- **PROBLEM STATEMENT**:
Wherever a line holds the word "image", copy that line from the data.
════
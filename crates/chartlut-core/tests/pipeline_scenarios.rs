//! End-to-end scenarios for LUT synthesis, serialization and application.
//!
//! Run with: `cargo test -p chartlut-core`

use std::io::Cursor;

use chartlut_core::correction::augment::{augment, multipliers};
use chartlut_core::correction::normalize::{normalize, scalar_range};
use chartlut_core::{
    ColorSample, CorrespondencePair, GridSampler, Lut3D, LutError, SynthesisParams, apply_lut,
    generate_cube, generate_lut,
};

fn params(size: usize) -> SynthesisParams {
    SynthesisParams {
        lut_size: size,
        ..Default::default()
    }
}

/// A 6-patch chart whose capture is slightly warm and flat.
fn warm_chart() -> (Vec<&'static str>, Vec<&'static str>) {
    (
        vec!["#735244", "#C29682", "#627A9D", "#576C43", "#F3F3F2", "#343434"],
        vec!["#7A5540", "#C89A7A", "#66789A", "#5C6E40", "#F0EEE8", "#3A3632"],
    )
}

#[test]
fn test_contrast_reduction_scenario_full_size() {
    let cube = generate_cube(
        &["#000000", "#FFFFFF"],
        &["#101010", "#F0F0F0"],
        &SynthesisParams::default(),
    )
    .unwrap();

    let lines: Vec<&str> = cube.lines().collect();
    assert_eq!(lines.len(), 4 + 65 * 65 * 65);
    assert_eq!(lines[0], "TITLE \"Deformed LUT\"");
    assert_eq!(lines[1], "LUT_3D_SIZE 65");
    assert_eq!(lines[2], "DOMAIN_MIN 0.0 0.0 0.0");
    assert_eq!(lines[3], "DOMAIN_MAX 1.0 1.0 1.0");
    assert_eq!(*lines.last().unwrap(), "1.000000 1.000000 1.000000");

    // Smoothing keeps the fit off the normalized anchors, so the origin lifts slightly.
    let origin: Vec<f64> = lines[4].split(' ').map(|v| v.parse().unwrap()).collect();
    assert!(origin.iter().all(|v| (v - 0.002549).abs() < 1e-6), "origin {origin:?}");
}

#[test]
fn test_default_fit_pins_known_cells() {
    let (before, after) = warm_chart();
    let lut = generate_lut(&before, &after, &SynthesisParams::default()).unwrap();
    let expected = [
        ((10, 20, 30), [0.173094, 0.312643, 0.474712]),
        ((50, 5, 40), [0.831564, 0.087842, 0.645015]),
    ];
    for ((x, y, z), want) in expected {
        let got = lut.get(x, y, z);
        for c in 0..3 {
            assert!((got[c] - want[c]).abs() < 1e-6, "cell ({x},{y},{z}) = {got:?}, expected {want:?}");
        }
    }
    assert_eq!(lut.get(64, 10, 10)[0], 1.0);
}

#[test]
fn test_mismatched_length_yields_invalid_input() {
    let err = generate_lut(
        &["#000000", "#777777", "#FFFFFF"],
        &["#000000", "#FFFFFF"],
        &SynthesisParams::default(),
    )
    .unwrap_err();
    assert!(matches!(err, LutError::InvalidInput(_)), "{err:?}");
}

#[test]
fn test_boundary_invariance_for_real_chart() {
    let (before, after) = warm_chart();
    let p = params(11);
    let lut = generate_lut(&before, &after, &p).unwrap();
    let last = p.lut_size - 1;
    for z in 0..p.lut_size {
        for y in 0..p.lut_size {
            for x in 0..p.lut_size {
                let v = lut.get(x, y, z);
                assert!(v.iter().all(|c| (0.0..=1.0).contains(c)), "({x},{y},{z}) = {v:?}");
                if x == last {
                    assert_eq!(v[0], 1.0);
                }
                if y == last {
                    assert_eq!(v[1], 1.0);
                }
                if z == last {
                    assert_eq!(v[2], 1.0);
                }
            }
        }
    }
}

#[test]
fn test_lut_moves_colors_toward_capture() {
    let (before, after) = warm_chart();
    let lut = generate_lut(&before, &after, &params(17)).unwrap();
    let identity = Lut3D::identity(17);
    let moved = lut
        .data
        .iter()
        .zip(&identity.data)
        .filter(|(a, b)| (0..3).any(|c| (a[c] - b[c]).abs() > 1e-3))
        .count();
    assert!(moved > 0, "a non-trivial chart must deform the grid");
}

#[test]
fn test_identity_grid_for_empty_set_all_sizes() {
    for size in [2, 4, 8, 33] {
        let p = params(size);
        let lut = GridSampler::new(&p).sample(&[]).unwrap();
        let denom = (size - 1) as f32;
        for z in 0..size {
            for y in 0..size {
                for x in 0..size {
                    let expected = [x, y, z].map(|i| f64::from(i as f32 / denom));
                    assert_eq!(lut.get(x, y, z), expected);
                }
            }
        }
    }
}

#[test]
fn test_cube_file_round_trip_on_disk() {
    let (before, after) = warm_chart();
    let lut = generate_lut(&before, &after, &params(9)).unwrap();
    let path = std::env::temp_dir().join(format!("chartlut-it-{}.cube", std::process::id()));
    lut.save_cube(&path).unwrap();
    let loaded = Lut3D::load_cube(&path).unwrap();
    let _ = std::fs::remove_file(&path);

    assert_eq!(loaded.size, 9);
    for (a, b) in loaded.data.iter().zip(&lut.data) {
        for c in 0..3 {
            assert!((a[c] - b[c]).abs() <= 5e-7);
        }
    }
}

#[test]
fn test_apply_lut_keeps_dimensions() {
    let img = image::RgbImage::from_fn(13, 7, |x, y| image::Rgb([(x * 19) as u8, (y * 36) as u8, 90]));
    let mut png = Cursor::new(Vec::new());
    image::DynamicImage::ImageRgb8(img)
        .write_to(&mut png, image::ImageFormat::Png)
        .unwrap();

    let (before, after) = warm_chart();
    let out = apply_lut(png.get_ref(), &before, &after, &params(9)).unwrap();
    let decoded = image::load_from_memory_with_format(&out, image::ImageFormat::Png).unwrap();
    assert_eq!((decoded.width(), decoded.height()), (13, 7));
}

mod proptests {
    use super::*;
    use proptest::prelude::*;

    fn sample() -> impl Strategy<Value = ColorSample> {
        (0.0_f64..=1.0, 0.0_f64..=1.0, 0.0_f64..=1.0).prop_map(|(r, g, b)| ColorSample::new(r, g, b))
    }

    fn pairs(max: usize) -> impl Strategy<Value = Vec<CorrespondencePair>> {
        prop::collection::vec((sample(), sample()), 1..=max)
            .prop_map(|v| v.into_iter().map(|(b, a)| CorrespondencePair::new(b, a)).collect())
    }

    proptest! {
        #[test]
        fn augmentation_keeps_exactly_in_range_scales(input in pairs(6)) {
            let p = SynthesisParams::default();
            let out = augment(&input, &p);
            let mut expected = Vec::new();
            for pair in &input {
                for m in multipliers(p.multiplier_range, p.multiplier_steps) {
                    let (b, a) = (pair.before.scale(m), pair.after.scale(m));
                    if b.in_unit_cube() && a.in_unit_cube() {
                        expected.push(CorrespondencePair::new(b, a));
                    }
                }
            }
            prop_assert_eq!(out.len(), expected.len() + 8);
            prop_assert_eq!(&out[..expected.len()], &expected[..]);
        }

        #[test]
        fn normalization_is_idempotent(input in pairs(8)) {
            let before: Vec<ColorSample> = input.iter().map(|p| p.before).collect();
            let after: Vec<ColorSample> = input.iter().map(|p| p.after).collect();
            let once = normalize(&before, &after).unwrap();
            let twice = normalize(&before, &once).unwrap();
            for (a, b) in once.iter().zip(&twice) {
                for c in 0..3 {
                    prop_assert!((a.0[c] - b.0[c]).abs() < 1e-9, "{} vs {}", a.0[c], b.0[c]);
                }
            }
            let (lo, hi) = scalar_range(&once).unwrap();
            let (blo, bhi) = scalar_range(&before).unwrap();
            let (alo, ahi) = scalar_range(&after).unwrap();
            if ahi > alo {
                prop_assert!((lo - blo).abs() < 1e-9 && (hi - bhi).abs() < 1e-9);
            }
        }

        #[test]
        fn serialization_round_trips_to_six_decimals(
            values in prop::collection::vec((0.0_f64..=1.0, 0.0_f64..=1.0, 0.0_f64..=1.0), 27)
        ) {
            let mut lut = Lut3D::identity(3);
            for (cell, (r, g, b)) in lut.data.iter_mut().zip(values) {
                *cell = [r, g, b];
            }
            let text = lut.to_cube_string();
            prop_assert_eq!(text.lines().count(), 4 + 27);
            let parsed = Lut3D::parse_cube(&text).unwrap();
            for (a, b) in parsed.data.iter().zip(&lut.data) {
                for c in 0..3 {
                    prop_assert!((a[c] - b[c]).abs() <= 5e-7);
                }
            }
        }
    }

    proptest! {
        #![proptest_config(ProptestConfig::with_cases(16))]

        #[test]
        fn sampled_grid_is_contained_and_snapped(input in pairs(4)) {
            let p = params(5);
            let augmented = augment(&input, &p);
            let lut = GridSampler::new(&p).sample(&augmented).unwrap();
            for z in 0..5 {
                for y in 0..5 {
                    for x in 0..5 {
                        let v = lut.get(x, y, z);
                        prop_assert!(v.iter().all(|c| (0.0..=1.0).contains(c)));
                        for (c, idx) in [x, y, z].into_iter().enumerate() {
                            if idx == 4 {
                                prop_assert_eq!(v[c], 1.0);
                            }
                        }
                    }
                }
            }
        }
    }
}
════
- **OUTPUT OF THE EXERCISE**:
    let img = image::RgbImage::from_fn(13, 7, |x, y| image::Rgb([(x * 19) as u8, (y * 36) as u8, 90]));
    image::DynamicImage::ImageRgb8(img)
        .write_to(&mut png, image::ImageFormat::Png)
    let decoded = image::load_from_memory_with_format(&out, image::ImageFormat::Png).unwrap();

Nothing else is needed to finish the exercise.